When I go to the supermarket, I use a hand-held device from the store to scan each item as it goes in my bag. You swipe your shopper card when you first get to the store and a kiosk gives you a little ray-gun-like device which scans the bar code. For produce you weight it and the scale prints a tag which you scan. As you can see in this video, it’s pretty easy, it offers special savings on some items if you are using th wand, and it allows you to check out at the self-service and express registers in about 30 seconds, saving you quite a bit of time where I shop. My wife asked an interesting question about these things and we got the answer yesterday as well as a good business lesson.
The question is simple – how do they keep people from stealing? No one is making sure you put every item in your cart into the device. In theory, a crook could only scan a portion of what really goes in the bags, check out as usual, and walk out of the store. Given that there are constantly reports of people shop-lifting in the local police reports (the first thing everyone in town reads in the local paper, of course), why isn’t this a huge problem for the store?
As we were checking out yesterday, the register asked us to wait for assistance to help us fix our problem. This was surprising to me since everything seemed to be working and I didn’t really need assistance. They do have customer service helpers around if you need them – I suspect they’re also making sure you don’t have a $5 charge for 6 bags of groceries. The guy came over and told us we’d been selected for a random audit and proceeded to punch in some code on our scanner and scanned 10 items at random in our bags. He explained that this was how they made sure people were actually scanning what they were taking. Ah HA!

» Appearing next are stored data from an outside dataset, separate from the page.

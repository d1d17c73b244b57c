//! Shared memo of parsed union types.
//!
//! Parsing is pure, so the cache is keyed by the exact input text. It may be
//! shared between worker threads resolving different compilation units; the
//! backing `DashMap` shards its locks so concurrent readers rarely contend.
//!
//! Entries are never evicted. Once the cache holds `max_entries` texts, new
//! texts are parsed but not stored; callers that reuse one cache across runs
//! reset it with [`UnionTypeCache::clear`].

use crate::union_type::UnionType;
use dashmap::DashMap;
use phz_common::limits::{UNION_TYPE_CACHE_CAPACITY, UNION_TYPE_CACHE_MAX_ENTRIES};
use rustc_hash::FxBuildHasher;

#[derive(Debug)]
pub struct UnionTypeCache {
    entries: DashMap<String, UnionType, FxBuildHasher>,
    max_entries: usize,
}

impl UnionTypeCache {
    #[must_use]
    pub fn new() -> Self {
        Self::with_max_entries(UNION_TYPE_CACHE_MAX_ENTRIES)
    }

    /// A cache that stops storing new texts at `max_entries`. Concurrent
    /// inserts near the bound may overshoot it by the number of writers.
    #[must_use]
    pub fn with_max_entries(max_entries: usize) -> Self {
        Self {
            entries: DashMap::with_capacity_and_hasher(
                UNION_TYPE_CACHE_CAPACITY.min(max_entries),
                FxBuildHasher,
            ),
            max_entries,
        }
    }

    #[must_use]
    pub fn max_entries(&self) -> usize {
        self.max_entries
    }

    /// Parse `text`, reusing an earlier result for the same input.
    pub fn from_string(&self, text: &str) -> UnionType {
        if let Some(hit) = self.entries.get(text) {
            return hit.value().clone();
        }
        let parsed = UnionType::from_string(text);
        if self.entries.len() >= self.max_entries {
            return parsed;
        }
        self.entries
            .entry(text.to_string())
            .or_insert_with(|| parsed.clone());
        parsed
    }

    #[must_use]
    pub fn len(&self) -> usize {
        self.entries.len()
    }

    #[must_use]
    pub fn is_empty(&self) -> bool {
        self.entries.is_empty()
    }

    pub fn clear(&self) {
        self.entries.clear();
    }
}

impl Default for UnionTypeCache {
    fn default() -> Self {
        Self::new()
    }
}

I’ve shopped using this thing dozens of times and this was my first audit. Not only that, but I didn’t even know they did such things (hence the question from the Mrs.). I had two thoughts immediately. First, why don’t they make a bigger thing out of the fact that you might get audited? I would think that would help discourage “order-enhancement” and prevent having to involve security and law enforcement later. I’m sure the real thieves wouldn’t care, but it might discourage some. Second – while the audit only took a couple of minutes – probably less time than had we been in a regular check out line – maybe the store should have said “thanks for your patience” by giving us a coupon towards something off our order? The amount – maybe a dollar or two – is insignificant but the recognition that the store just inconvenienced us a little as well as assumed we were stealing – shows that they care.
I don’t think you can say “thank you” often enough when there is so much competition out there. This might have been a missed opportunity for the store to do that. What’s your take?